SDM Research Assessing Oral Health Care Perceptions,
Needs Among African American Elders
Media Contact:
Beth Adams, 215-573-8224
While
much of the research at the University of Pennsylvania School of Dental
Medicine (SDM) is going on in a laboratory or clinical setting, the
work of Dr. Ann Slaughter, Assistant Professor of Dental Care Systems,
is taking her out into the community, where she is investigating the
oral health attitudes and perceptions of African American elders. Dr.
Slaughter began her study in this area over a year ago, with the goal
of developing effective health promotion strategies for this minority
population.
"African American elders experience a disproportionate level of
oral disease and utilize dental services less often than their counterparts
in the general population," notes Dr. Slaughter. "Our main
objective is to determine the reasons for this, and in turn, how we
can create effective health promotion interventions that are more culturally
sensitive."
The first phase of her research involved a pilot survey of African
American seniors in the community, which led to a University Research
Foundation grant that further examined oral health perceptions of African
American elders through ethnographic focus groups at senior centers
in West Philadelphia.
Within the focus groups, the seniors were asked about their oral health
behaviors (brushing, flossing, and preventive dental visits) from a
cultural perspective, looking at their oral health habits growing up
and how those habits have changed since they became elders. Dr. Slaughter
reports that in general they found that while brushing was something
that the seniors had always done, they knew little about flossing, thought
it was hard to do, and felt that flossing was not practiced among their
social contacts. As for preventive dental care, while fear and cost
were among the reasons given for not visiting the dentist regularly,
the major barrier was related to their past experiences.

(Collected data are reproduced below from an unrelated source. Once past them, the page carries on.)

impl SessionManager {
    /// Create a manager in the hydrating state. Call [`hydrate`](Self::hydrate)
    /// once at startup.
    #[must_use]
    pub fn new(api: ApiClient, store: SharedStore) -> Self {
        let (state, _) = watch::channel(SessionState::hydrating());
        Self {
            inner: Arc::new(SessionInner { api, store, state }),
        }
    }

    /// Current state snapshot.
    #[must_use]
    pub fn state(&self) -> SessionState {
        self.inner.state.borrow().clone()
    }

    /// Receive every subsequent state change.
    #[must_use]
    pub fn subscribe(&self) -> watch::Receiver<SessionState> {
        self.inner.state.subscribe()
    }

    #[must_use]
    pub fn is_authenticated(&self) -> bool {
        self.inner.state.borrow().is_authenticated()
    }

    #[must_use]
    pub fn is_loading(&self) -> bool {
        self.inner.state.borrow().is_loading
    }

    #[must_use]
    pub fn user(&self) -> Option<UserProfile> {
        self.inner.state.borrow().user.clone()
    }

    /// Whether an access token is stored. Storage-only, never waits.
    #[must_use]
    pub fn has_token(&self) -> bool {
        self.inner.api.has_token()
    }

    /// The API client this session authenticates.
    #[must_use]
    pub fn api(&self) -> &ApiClient {
        &self.inner.api
    }

    // =========================================================================
    // Lifecycle
    // =========================================================================

    /// Restore the session from storage at startup.
    ///
    /// With no token the session is signed out. With a token the profile is
    /// fetched: a 401 that survives the refresh attempt signs out and drops
    /// the tokens; any other failure keeps the session, using the cached
    /// profile if one was stored.
    #[instrument(skip(self))]
    pub async fn hydrate(&self) -> SessionState {
        let loading = LoadingGuard::raise(&self.inner.state);
        self.restore().await;
        drop(loading);
        self.state()
    }

    async fn restore(&self) {
        if !self.inner.api.has_token() {
            debug!("no stored token, session starts signed out");
            self.forget_profile();
            self.inner.state.send_modify(SessionState::sign_out);
            return;
        }

        let response = self.inner.api.profile().await;
        if let Some(profile) = profile_from(&response) {
            self.remember_profile(&profile);
            self.sign_in(Some(profile));
        } else if response.is_unauthorized() {
            info!("stored token rejected, signing out");
            self.inner.api.clear_tokens();
            self.forget_profile();
            self.inner.state.send_modify(SessionState::sign_out);
        } else {
            let cached: Option<UserProfile> =
                persist::load_value(self.inner.store.as_ref(), USER_DATA_KEY);
            warn!(
                status = response.status,
                message = %response.message,
                using_cached_profile = cached.is_some(),
                "profile fetch failed during hydration"
            );
            self.sign_in(cached);
        }
    }

    /// Sign the session out locally without contacting the backend.
    ///
    /// Used when the token refresh fails; route checks then redirect to the
    /// login page because no token is held.
    pub fn expire(&self) {
        info!("session expired");
        self.inner.api.clear_tokens();
        self.forget_profile();
        self.inner.state.send_modify(SessionState::sign_out);
        clear_sentry_user();
    }

    /// Expire the session whenever the API client reports a failed refresh.
    ///
    /// The task ends when the client is dropped.
    #[must_use]
    pub fn watch_expiry(&self) -> JoinHandle<()> {
        let session = self.clone();
        let mut events = self.inner.api.events();
        tokio::spawn(async move {
            loop {
                match events.recv().await {
                    Ok(ApiEvent::SessionExpired) => session.expire(),
                    Err(broadcast::error::RecvError::Lagged(skipped)) => {
                        debug!(skipped, "session event receiver lagged");
                    }
                    Err(broadcast::error::RecvError::Closed) => break,
                }
            }
        })
    }

    // =========================================================================
    // Authentication
    // =========================================================================

    /// Log in with `credentials`.
    ///
    /// Returns the profile when it could be fetched. A missing profile does
    /// not fail the login.
    ///
    /// # Errors
    ///
    /// Returns `InvalidCredentials` when the backend rejects the credentials,
    /// `MissingToken` when it answers without a token, or `Api` for other
    /// failures. The session is left as it was, except when the new token is
    /// rejected and cannot be refreshed: then the session is expired.
    #[instrument(skip(self, credentials), fields(email = %credentials.email))]
    pub async fn login(&self, credentials: &LoginRequest) -> Result<Option<UserProfile>, AuthError> {
        let _loading = LoadingGuard::raise(&self.inner.state);

        let response = self.inner.api.login(credentials).await;
        if !response.success {
            return Err(AuthError::from_credentials_failure(response.into_error()));
        }
        if !response.has_access_token() {
            return Err(AuthError::MissingToken);
        }

        let user = self.fetch_profile_or(&response).await;
        self.ensure_token_survived()?;
        self.sign_in(user.clone());
        info!(has_profile = user.is_some(), "logged in");
        Ok(user)
    }

    /// Register a new account.
    ///
    /// If the backend returns tokens the user is signed in exactly as for
    /// [`login`](Self::login).
    ///
    /// # Errors
    ///
    /// Returns `InvalidCredentials` when the backend rejects the data, or
    /// `Api` for other failures.
    #[instrument(skip(self, data), fields(email = %data.email))]
    pub async fn register(&self, data: &SignupRequest) -> Result<RegisterOutcome, AuthError> {
        let _loading = LoadingGuard::raise(&self.inner.state);

        let response = self.inner.api.signup(data).await;
        if !response.success {
            return Err(AuthError::from_credentials_failure(response.into_error()));
        }
        if !response.has_access_token() {
            info!("registered, login required");
            return Ok(RegisterOutcome::LoginRequired);
        }

        let user = self.fetch_profile_or(&response).await;
        self.ensure_token_survived()?;
        self.sign_in(user.clone());
        info!(has_profile = user.is_some(), "registered and signed in");
        Ok(RegisterOutcome::SignedIn(user))
    }

    /// Log out. Always signs out locally; a failed backend call is logged.
    #[instrument(skip(self))]
    pub async fn logout(&self) {
        let response = self.inner.api.logout().await;
        if !response.success {
            warn!(
                status = response.status,
                message = %response.message,
                "remote logout failed, signing out locally"
            );
        }
        self.forget_profile();
        self.inner.state.send_modify(SessionState::sign_out);
        clear_sentry_user();
        info!("logged out");
    }

    // =========================================================================
    // Profile
    // =========================================================================

    /// Apply `changes` to the signed-in user's profile.
    ///
    /// # Errors
    ///
    /// Returns `NotAuthenticated` when signed out, or `Api` if the backend
    /// rejects the update. State is unchanged on error unless the token was
    /// rejected and could not be refreshed, which expires the session.
    #[instrument(skip(self, changes))]
    pub async fn update_profile(
        &self,
        changes: &Map<String, Value>,
    ) -> Result<UserProfile, AuthError> {
        if !self.is_authenticated() {
            return Err(AuthError::NotAuthenticated);
        }

        let response = self.inner.api.update_profile(changes).await;
        if !response.success {
            self.expire_if_token_lost();
            return Err(AuthError::Api(response.into_error()));
        }

        let profile = profile_from(&response).unwrap_or_else(|| {
            let mut merged = self.user().unwrap_or_default();
            merged.merge(changes);
            merged
        });
        self.remember_profile(&profile);
        self.sign_in(Some(profile.clone()));
        Ok(profile)
    }

    /// Re-fetch the signed-in user's profile.
    ///
    /// # Errors
    ///
    /// Returns `NotAuthenticated` without a token, or `Api` if the fetch fails.
    #[instrument(skip(self))]
    pub async fn refresh_profile(&self) -> Result<UserProfile, AuthError> {
        if !self.inner.api.has_token() {
            return Err(AuthError::NotAuthenticated);
        }
        let response = self.inner.api.profile().await;
        if !response.success {
            self.expire_if_token_lost();
            return Err(AuthError::Api(response.into_error()));
        }
        let profile = profile_from(&response).ok_or_else(|| {
            AuthError::Api(ApiError::Status {
                status: response.status,
                message: "profile response did not include a user".to_string(),
                body: response.data.clone(),
            })
        })?;
        self.remember_profile(&profile);
        self.sign_in(Some(profile.clone()));
        Ok(profile)
    }

    // =========================================================================
    // Password Reset
    // =========================================================================

    /// Request a password reset email. Returns the backend's message.
    ///
    /// # Errors
    ///
    /// Returns `Api` if the backend call fails.
    pub async fn forgot_password(&self, email: &str) -> Result<String, AuthError> {
        let response = self.inner.api.forgot_password(email).await;
        if response.success {
            Ok(response.message)
        } else {
            Err(AuthError::Api(response.into_error()))
        }
    }

    /// Set a new password with a reset token. Returns the backend's message.
    ///
    /// # Errors
    ///
    /// Returns `Api` if the backend call fails.
    pub async fn reset_password(&self, request: &ResetPasswordRequest) -> Result<String, AuthError> {
        let response = self.inner.api.reset_password(request).await;
        if response.success {
            Ok(response.message)
        } else {
            Err(AuthError::Api(response.into_error()))
        }
    }

    // =========================================================================
    // Helpers
    // =========================================================================

    /// Fetch the profile after a token was issued, falling back to a `user`
    /// object in the token response itself.
    async fn fetch_profile_or(&self, token_response: &ApiResponse) -> Option<UserProfile> {
        let response = self.inner.api.profile().await;
        let profile = profile_from(&response).or_else(|| {
            if !response.success {
                warn!(
                    status = response.status,
                    message = %response.message,
                    "profile fetch failed after sign-in"
                );
            }
            token_response
                .data
                .as_ref()
                .and_then(|d| d.get("user"))
                .and_then(|u| serde_json::from_value(u.clone()).ok())
        });
        if let Some(profile) = &profile {
            self.remember_profile(profile);
        }
        profile
    }

    /// A 401 whose refresh failed leaves no token behind.
    fn expire_if_token_lost(&self) {
        if !self.inner.api.has_token() {
            self.expire();
        }
    }

    /// Fail a sign-in whose fresh token was already rejected.
    fn ensure_token_survived(&self) -> Result<(), AuthError> {
        if self.inner.api.has_token() {
            return Ok(());
        }
        warn!("token rejected right after sign-in");
        self.expire();
        Err(AuthError::Api(ApiError::Status {
            status: 401,
            message: "Session expired. Please log in again.".to_string(),
            body: None,
        }))
    }

    fn sign_in(&self, user: Option<UserProfile>) {
        if let Some(user) = &user {
            set_sentry_user(user);
        }
        self.inner.state.send_modify(|s| s.sign_in(user));
    }

    fn remember_profile(&self, profile: &UserProfile) {
        if let Err(e) = persist::save_value(self.inner.store.as_ref(), USER_DATA_KEY, profile) {
            warn!(error = %e, "failed to cache user profile");
        }
    }

    fn forget_profile(&self) {
        if let Err(e) = self.inner.store.remove(USER_DATA_KEY) {
            warn!(error = %e, "failed to remove cached user profile");
        }
    }
}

"A key finding in terms of these seniors' attitudes toward dental
providers is that the race of the dentist was not considered important,"
says Dr. Slaughter. "What is most important to them is how they
are treated. They want someone who is understanding and sensitive to
them, who takes time to explain the procedures - these are the factors
that impacted their utilization patterns. We thought this was a very
significant finding in terms of our geriatric curriculum, for we can
tell our students that by paying a little more attention to their behavior
in managing these patients, they can increase the likelihood that they
will return for ongoing care."
Another key finding from the focus group data is the impact of linking
oral health to general health. "Maintaining good health was very
important to the seniors we talked to," says Dr. Slaughter, "which
told us that one of the strategies for motivating them to practice preventive
behaviors is to educate them about how oral health conditions can have
negative consequences on their general health."
While Dr. Slaughter and her collaborators - statistician Dr. Lynne
Taylor and social worker and ethnographer Dr. Virginia Smith, both of
the Center of Excellence on Minority Health at the University's School
of Medicine - are continuing to analyze the focus group data, their
next step was to gain a better understanding of the concept of perceived
need among this elder population. To undertake this phase of their research,
funded through a Brookdale Fellowship, they again returned to senior
centers in West Philadelphia, this time conducting clinical screenings
of the elders along with the a survey of their health perceptions.
"By doing the screenings, we were able to compare the seniors'
actual oral health status to their perceived status," explains
Dr. Slaughter. "In addition, we wanted to identify specific symptoms
and oral conditions that may not be perceived as important enough to
stimulate them to seek preventive services."
Among 157 elders screened and surveyed, 64% required clinical care,
while only 47% reported a perceived oral care need. Those specific oral
conditions that the elders most often failed to identify as problems
included abnormal gingiva (34%), retained roots (32%), cavities (35%)
and ill-fitting prosthesis (45%).
"These conditions were not causing them pain, and therefore, they
were not identifying these conditions as perceived problems," adds
Dr. Slaughter. "In addition, only 10% of the population rated their
health status as being poor, so they weren't connecting these actual
dental problems to their general health. This suggested that we need
to develop a health education program with particular emphasis on identifying
the asymptomatic signs of oral conditions and relating them to how they
may compromise general health."
Testing such an intervention program is the current focus of Dr. Slaughter's
research activities. In June, she began a study of a health promotion
education program at senior centers in North Philadelphia.
"If this community intervention program seems to have some promising
results, then the next step would be to test this methodology with other
ethnic groups that suffer disparities in oral health, such as Asian
or Hispanic populations," says Dr. Slaughter. "Another future
goal would be to use this process in the homebound population."